Information provided START

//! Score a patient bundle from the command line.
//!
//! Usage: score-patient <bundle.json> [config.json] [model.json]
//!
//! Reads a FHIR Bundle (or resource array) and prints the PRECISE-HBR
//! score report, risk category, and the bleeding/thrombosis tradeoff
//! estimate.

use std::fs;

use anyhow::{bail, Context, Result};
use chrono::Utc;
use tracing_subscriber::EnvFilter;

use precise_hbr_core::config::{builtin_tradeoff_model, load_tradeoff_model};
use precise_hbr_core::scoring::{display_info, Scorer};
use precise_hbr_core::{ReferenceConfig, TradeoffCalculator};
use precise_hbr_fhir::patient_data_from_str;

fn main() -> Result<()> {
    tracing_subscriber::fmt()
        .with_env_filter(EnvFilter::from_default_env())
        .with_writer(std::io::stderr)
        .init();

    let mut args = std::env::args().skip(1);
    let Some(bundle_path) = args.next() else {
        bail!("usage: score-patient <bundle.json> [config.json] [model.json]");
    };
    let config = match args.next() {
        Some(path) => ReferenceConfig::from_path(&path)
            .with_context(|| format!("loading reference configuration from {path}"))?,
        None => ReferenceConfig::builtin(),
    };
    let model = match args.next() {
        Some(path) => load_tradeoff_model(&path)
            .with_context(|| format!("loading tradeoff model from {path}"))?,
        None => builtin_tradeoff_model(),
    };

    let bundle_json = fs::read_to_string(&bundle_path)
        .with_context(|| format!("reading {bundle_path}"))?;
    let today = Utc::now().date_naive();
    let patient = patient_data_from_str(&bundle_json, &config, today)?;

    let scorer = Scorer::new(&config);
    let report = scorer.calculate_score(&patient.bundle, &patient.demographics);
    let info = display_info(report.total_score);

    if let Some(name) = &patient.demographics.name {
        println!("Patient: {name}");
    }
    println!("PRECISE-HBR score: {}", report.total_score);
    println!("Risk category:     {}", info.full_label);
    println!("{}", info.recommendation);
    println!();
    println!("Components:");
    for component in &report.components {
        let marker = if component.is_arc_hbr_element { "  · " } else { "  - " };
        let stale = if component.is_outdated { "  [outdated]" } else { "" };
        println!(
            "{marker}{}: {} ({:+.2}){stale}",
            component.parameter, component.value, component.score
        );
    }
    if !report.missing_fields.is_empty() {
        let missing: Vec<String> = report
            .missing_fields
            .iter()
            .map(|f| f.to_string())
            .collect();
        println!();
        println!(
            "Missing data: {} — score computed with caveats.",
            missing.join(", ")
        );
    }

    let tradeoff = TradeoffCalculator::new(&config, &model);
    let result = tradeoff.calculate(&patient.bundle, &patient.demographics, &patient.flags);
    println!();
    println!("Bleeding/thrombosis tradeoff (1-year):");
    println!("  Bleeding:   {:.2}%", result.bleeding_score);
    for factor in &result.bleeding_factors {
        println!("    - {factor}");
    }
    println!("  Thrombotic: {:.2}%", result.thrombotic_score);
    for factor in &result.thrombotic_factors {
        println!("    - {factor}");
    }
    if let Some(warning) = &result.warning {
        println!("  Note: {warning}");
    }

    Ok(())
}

Information provided END
Information provided START

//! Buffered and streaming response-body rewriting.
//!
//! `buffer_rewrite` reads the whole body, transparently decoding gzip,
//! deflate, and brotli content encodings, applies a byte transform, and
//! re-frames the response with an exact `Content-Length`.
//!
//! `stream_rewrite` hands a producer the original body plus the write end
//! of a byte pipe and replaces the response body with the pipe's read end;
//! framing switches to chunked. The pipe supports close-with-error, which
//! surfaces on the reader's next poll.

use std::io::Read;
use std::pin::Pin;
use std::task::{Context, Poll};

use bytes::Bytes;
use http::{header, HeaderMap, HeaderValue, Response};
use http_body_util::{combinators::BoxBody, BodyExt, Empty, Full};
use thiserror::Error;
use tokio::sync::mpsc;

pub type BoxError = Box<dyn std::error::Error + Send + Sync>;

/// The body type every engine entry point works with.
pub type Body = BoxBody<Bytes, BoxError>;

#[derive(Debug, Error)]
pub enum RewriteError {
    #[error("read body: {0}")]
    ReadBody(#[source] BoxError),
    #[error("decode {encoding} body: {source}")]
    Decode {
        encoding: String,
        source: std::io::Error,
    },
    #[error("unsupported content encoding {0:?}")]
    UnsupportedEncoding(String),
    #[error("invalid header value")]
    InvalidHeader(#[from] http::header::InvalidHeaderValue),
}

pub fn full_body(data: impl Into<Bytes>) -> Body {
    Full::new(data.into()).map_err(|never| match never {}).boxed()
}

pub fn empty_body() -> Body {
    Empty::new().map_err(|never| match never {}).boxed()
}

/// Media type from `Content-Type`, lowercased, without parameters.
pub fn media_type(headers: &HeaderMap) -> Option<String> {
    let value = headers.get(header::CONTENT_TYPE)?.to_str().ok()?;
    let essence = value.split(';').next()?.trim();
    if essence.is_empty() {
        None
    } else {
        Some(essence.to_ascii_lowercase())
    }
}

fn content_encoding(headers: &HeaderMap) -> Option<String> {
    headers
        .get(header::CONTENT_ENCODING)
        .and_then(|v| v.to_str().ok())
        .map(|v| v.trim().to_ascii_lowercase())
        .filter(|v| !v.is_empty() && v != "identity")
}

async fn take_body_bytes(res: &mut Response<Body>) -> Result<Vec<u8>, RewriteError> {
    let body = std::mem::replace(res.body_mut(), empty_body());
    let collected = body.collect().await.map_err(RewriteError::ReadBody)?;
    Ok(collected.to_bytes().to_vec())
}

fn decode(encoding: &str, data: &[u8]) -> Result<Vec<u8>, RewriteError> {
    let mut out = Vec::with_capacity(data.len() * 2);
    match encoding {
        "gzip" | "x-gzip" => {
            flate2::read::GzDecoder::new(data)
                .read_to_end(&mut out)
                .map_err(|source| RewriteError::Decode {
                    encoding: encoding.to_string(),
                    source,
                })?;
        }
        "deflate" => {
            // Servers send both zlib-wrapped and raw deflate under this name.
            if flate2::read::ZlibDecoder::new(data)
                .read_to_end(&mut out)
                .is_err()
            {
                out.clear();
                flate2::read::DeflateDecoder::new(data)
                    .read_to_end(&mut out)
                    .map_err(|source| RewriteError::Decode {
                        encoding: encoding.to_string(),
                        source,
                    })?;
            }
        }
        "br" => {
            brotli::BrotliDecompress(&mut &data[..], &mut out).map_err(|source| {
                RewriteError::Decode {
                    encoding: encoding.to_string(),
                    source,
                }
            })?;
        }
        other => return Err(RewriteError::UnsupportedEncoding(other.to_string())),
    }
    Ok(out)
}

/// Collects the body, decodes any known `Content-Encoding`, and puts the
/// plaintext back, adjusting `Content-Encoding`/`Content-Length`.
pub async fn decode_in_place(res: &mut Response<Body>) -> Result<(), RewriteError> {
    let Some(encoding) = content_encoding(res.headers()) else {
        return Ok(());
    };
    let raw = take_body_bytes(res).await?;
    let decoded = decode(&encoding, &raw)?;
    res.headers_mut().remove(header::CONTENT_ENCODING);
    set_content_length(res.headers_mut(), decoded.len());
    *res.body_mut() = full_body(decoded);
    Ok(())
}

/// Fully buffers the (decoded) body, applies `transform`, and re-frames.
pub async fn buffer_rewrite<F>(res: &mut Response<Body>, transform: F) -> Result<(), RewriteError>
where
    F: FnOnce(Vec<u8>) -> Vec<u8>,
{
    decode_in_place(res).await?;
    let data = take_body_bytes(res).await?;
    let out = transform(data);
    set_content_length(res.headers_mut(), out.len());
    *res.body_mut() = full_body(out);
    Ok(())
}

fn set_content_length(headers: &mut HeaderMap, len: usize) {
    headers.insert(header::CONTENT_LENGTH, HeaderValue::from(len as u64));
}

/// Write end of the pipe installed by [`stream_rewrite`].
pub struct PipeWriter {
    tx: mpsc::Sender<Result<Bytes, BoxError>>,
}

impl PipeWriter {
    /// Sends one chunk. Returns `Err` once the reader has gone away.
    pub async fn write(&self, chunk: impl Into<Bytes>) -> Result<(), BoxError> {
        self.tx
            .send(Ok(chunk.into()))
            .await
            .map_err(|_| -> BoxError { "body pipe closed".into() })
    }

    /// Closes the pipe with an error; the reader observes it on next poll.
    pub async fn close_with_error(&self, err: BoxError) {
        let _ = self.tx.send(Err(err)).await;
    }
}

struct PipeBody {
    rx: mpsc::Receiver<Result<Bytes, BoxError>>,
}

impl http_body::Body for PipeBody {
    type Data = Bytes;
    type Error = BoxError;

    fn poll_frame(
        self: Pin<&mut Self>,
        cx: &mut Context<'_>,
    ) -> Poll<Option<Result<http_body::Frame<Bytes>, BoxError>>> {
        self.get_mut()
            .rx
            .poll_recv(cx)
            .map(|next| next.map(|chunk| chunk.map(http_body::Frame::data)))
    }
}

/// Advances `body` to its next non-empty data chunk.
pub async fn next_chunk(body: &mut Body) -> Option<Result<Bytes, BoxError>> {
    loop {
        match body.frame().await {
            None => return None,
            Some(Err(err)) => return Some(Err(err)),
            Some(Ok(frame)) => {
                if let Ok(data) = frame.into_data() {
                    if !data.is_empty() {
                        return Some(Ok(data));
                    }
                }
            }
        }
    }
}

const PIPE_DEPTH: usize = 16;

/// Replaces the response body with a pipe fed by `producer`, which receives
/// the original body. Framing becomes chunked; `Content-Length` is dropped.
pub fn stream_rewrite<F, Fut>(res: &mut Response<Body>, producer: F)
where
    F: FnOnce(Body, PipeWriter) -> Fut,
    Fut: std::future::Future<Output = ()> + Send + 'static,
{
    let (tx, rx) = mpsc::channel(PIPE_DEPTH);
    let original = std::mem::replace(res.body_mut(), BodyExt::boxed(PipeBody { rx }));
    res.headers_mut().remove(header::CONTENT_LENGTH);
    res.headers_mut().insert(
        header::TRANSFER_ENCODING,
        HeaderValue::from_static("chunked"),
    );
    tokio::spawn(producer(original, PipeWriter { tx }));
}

Information provided END
Information provided START

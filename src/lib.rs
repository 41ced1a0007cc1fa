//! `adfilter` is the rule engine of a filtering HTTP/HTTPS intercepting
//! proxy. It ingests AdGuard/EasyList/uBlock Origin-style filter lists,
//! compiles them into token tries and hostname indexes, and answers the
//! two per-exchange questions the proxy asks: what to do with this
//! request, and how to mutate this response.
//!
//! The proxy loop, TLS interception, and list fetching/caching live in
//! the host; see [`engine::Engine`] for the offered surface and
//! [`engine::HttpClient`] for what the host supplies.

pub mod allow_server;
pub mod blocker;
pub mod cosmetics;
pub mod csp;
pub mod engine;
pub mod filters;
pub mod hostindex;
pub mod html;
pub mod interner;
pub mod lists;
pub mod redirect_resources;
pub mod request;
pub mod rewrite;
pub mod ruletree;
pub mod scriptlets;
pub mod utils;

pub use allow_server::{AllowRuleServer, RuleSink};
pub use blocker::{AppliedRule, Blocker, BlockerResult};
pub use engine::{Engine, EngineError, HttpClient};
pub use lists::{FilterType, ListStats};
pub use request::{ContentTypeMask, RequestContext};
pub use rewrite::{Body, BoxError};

Information provided END

Task description: Look above for the line with "let data = take_body_bytes(res).await?;" and the line with "fn set_content_length(headers: &mut"; transcribe both and all lines in between, exactly, and nothing else.

Task answer:
    let data = take_body_bytes(res).await?;
    let out = transform(data);
    set_content_length(res.headers_mut(), out.len());
    *res.body_mut() = full_body(out);
    Ok(())
}

fn set_content_length(headers: &mut HeaderMap, len: usize) {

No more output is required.